The judicial system will be busy creating new law concerning the phenomenon of jurors texting, tweeting and googling while serving on the jury.  Creating new jury instructions is the easy part.  Enforcing such instructions and deciding what to do when a juror does not follow them or what to do with a trial that is tainted because of the same, is the real daunting task.  One thing is clear, courts across the country are moving towards banning all electronic communications from the jury.
 
For example, in late January this year, the Judicial Conference released to the federal judiciary a model jury instruction which has been coined the “Twitter instruction” that states:
 
“You may not communicate with anyone about the case on your cell phone, through e-mail, Blackberry, iPhone, text messaging, or on Twitter, through any blog or website, through any internet chat room, or by way of any other social networking websites, including Facebook, My Space, LinkedIn and YouTube.”
 
There are no nationwide jury instructions for state courts.  Each state adopts its own set of jury instructions.
 
On September 1, 2009, the Michigan Supreme Court imposed a new rule that will require all judges to instruct jurors that use of any handheld device such as iPhones or Blackberrys while in the jury box or during deliberations is impermissible.  As follows, when such devices are banned, communications such as tweets on Twitter, Google searches, Facebooking and text messages by jurors during trial will come to a halt for Michigan jurors and those jurors in jurisdictions with similar instructions. 
 
Michigan’s new rule arrives in the wake of an influx of recent cases in which jurors have blogged, posted Tweets, sent text messages or updated their Facebook during trials, resulting in the dismissal of jurors, mistrials and angry judges.  These results will keep the courts busy creating law for years to come.
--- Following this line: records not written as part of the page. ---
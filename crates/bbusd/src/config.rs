//! Daemon configuration.

use std::path::PathBuf;
use std::sync::Arc;

use bbus_stream::Peer;

/// Credential check run against every accepted connection before the
/// session opens. Returning `false` sends a session-open reject and closes.
pub type AuthHook = Arc<dyn Fn(&Peer) -> bool + Send + Sync>;

/// Daemon configuration.
#[derive(Default, Clone)]
pub struct Config {
    /// Socket path override. When unset, `BBUS_SOCKPATH` and then the
    /// default path apply.
    pub socket_path: Option<PathBuf>,
    /// Optional credential check; every peer is accepted when unset.
    pub auth: Option<AuthHook>,
}

impl std::fmt::Debug for Config {
    fn fmt(&self, f: &mut std::fmt::Formatter<'_>) -> std::fmt::Result {
        f.debug_struct("Config")
            .field("socket_path", &self.socket_path)
            .field("auth", &self.auth.as_ref().map(|_| ".."))
            .finish()
    }
}
//! Passive traffic monitor.

use std::path::Path;

use bbus_stream::FrameIo;
use bbus_wire::{Msg, SessionType};
use tokio::net::UnixStream;

use crate::session::{close_session, open_session};
use crate::ClientError;

/// A monitor session: receives a verbatim copy of every frame the daemon
/// routes, in observation order. Monitors send nothing but the final close.
pub struct Monitor {
    io: FrameIo<UnixStream>,
}

impl Monitor {
    pub async fn connect(name: &str) -> Result<Self, ClientError> {
        Self::connect_with_path(name, None).await
    }

    pub async fn connect_with_path(name: &str, path: Option<&Path>) -> Result<Self, ClientError> {
        let io = open_session(path, SessionType::Monitor, name).await?;
        Ok(Self { io })
    }

    /// The next observed frame.
    pub async fn next(&mut self) -> Result<Msg, ClientError> {
        self.io.recv().await?.ok_or(ClientError::ConnectionClosed)
    }

    pub async fn close(mut self) -> Result<(), ClientError> {
        close_session(&mut self.io).await
    }
}
#![deny(unsafe_code)]

//! The busybus daemon.
//!
//! Clients connect through a local stream socket, open typed sessions
//! (caller, provider, monitor, control), and the daemon routes method calls
//! to the right provider, correlating replies with their original callers
//! through opaque tokens. See `bbus-wire` for the protocol itself and
//! `bbus-client` for the client library.
//!
//! The daemon is a library plus a thin binary so the integration tests can
//! run it in-process against a scratch socket:
//!
//! ```no_run
//! # async fn run() -> std::io::Result<()> {
//! use bbusd::{Config, Daemon};
//!
//! let daemon = Daemon::bind(Config::default())?;
//! let _handle = daemon.shutdown_handle();
//! // ... hand the handle to a signal task, then:
//! daemon.run().await
//! # }
//! ```

mod config;
mod methods;
mod registry;
mod router;
mod session;

pub use config::{AuthHook, Config};

use std::io;
use std::path::Path;

use bbus_stream::{resolve_socket_path, BusListener};
use tokio::sync::watch;

/// A bound, not-yet-running daemon.
pub struct Daemon {
    listener: BusListener,
    cfg: Config,
    shutdown: watch::Sender<bool>,
}

/// Flips the daemon's run flag. Safe to trigger from signal tasks or
/// control handlers; the router observes it between events.
#[derive(Clone)]
pub struct ShutdownHandle(watch::Sender<bool>);

impl ShutdownHandle {
    pub fn shutdown(&self) {
        let _ = self.0.send(true);
    }
}

impl Daemon {
    /// Resolve the socket path and bind the listener.
    ///
    /// Must be called from within a tokio runtime. Errors here are fatal
    /// startup errors: a bad path or a failing bind.
    pub fn bind(cfg: Config) -> io::Result<Self> {
        let path = resolve_socket_path(cfg.socket_path.as_deref())?;
        let listener = BusListener::bind(&path)?;
        let (shutdown, _) = watch::channel(false);
        Ok(Self {
            listener,
            cfg,
            shutdown,
        })
    }

    /// The path the daemon is listening on.
    pub fn socket_path(&self) -> &Path {
        self.listener.path()
    }

    pub fn shutdown_handle(&self) -> ShutdownHandle {
        ShutdownHandle(self.shutdown.clone())
    }

    /// Run until shut down. Consumes the daemon; the socket file is removed
    /// on the way out.
    pub async fn run(self) -> io::Result<()> {
        router::run(self.listener, self.cfg, self.shutdown).await
    }
}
Specifically, when these mishaps occur should a mistrial be granted?  Should the offending juror be excluded?  To date, courts have really gone either way with these issues.
 
For example, in March 2009, during a Florida drug trial it was discovered that nine jurors were ignoring the judge’s instructions and conducting Google research on the defendant, checking legal terms and uncovering evidence that was excluded at trial.  The result, the judge declared a mistrial.  Further, in Florida, a Miami-Dade Court Judge declared a mistrial in May 2009 in a civil fraud case after a company executive witness texted his superior on the stand during a side bar conference.  
 
In contrast, in Pennsylvania, a mistrial was not declared although called for, when a juror was discovered tweeting and publishing trial updates on Facebook in the prosecution of a former Pennsylvania state senator convicted of graft.  In Arkansas, a judge in April 2009 ruled that there was no mistrial when a juror’s Twitter posting stated, “just gave away TWELVE MILLION DOLLARS of somebody else’s money.”  The judge upheld the $12.6 million dollar verdict finding that the tweets were not improper although done in poor taste. 
 
Jurors are supposed to deliberate cases based on evidence presented at trial in the courtroom and not based on independent research via the web.  Those rules are clear.  However, how far can a juror go and what standard will the courts use to determine when a juror has gone so far as to taint the whole process.  This has yet to be developed into a consistent body of law and this new area of law is ripe for development.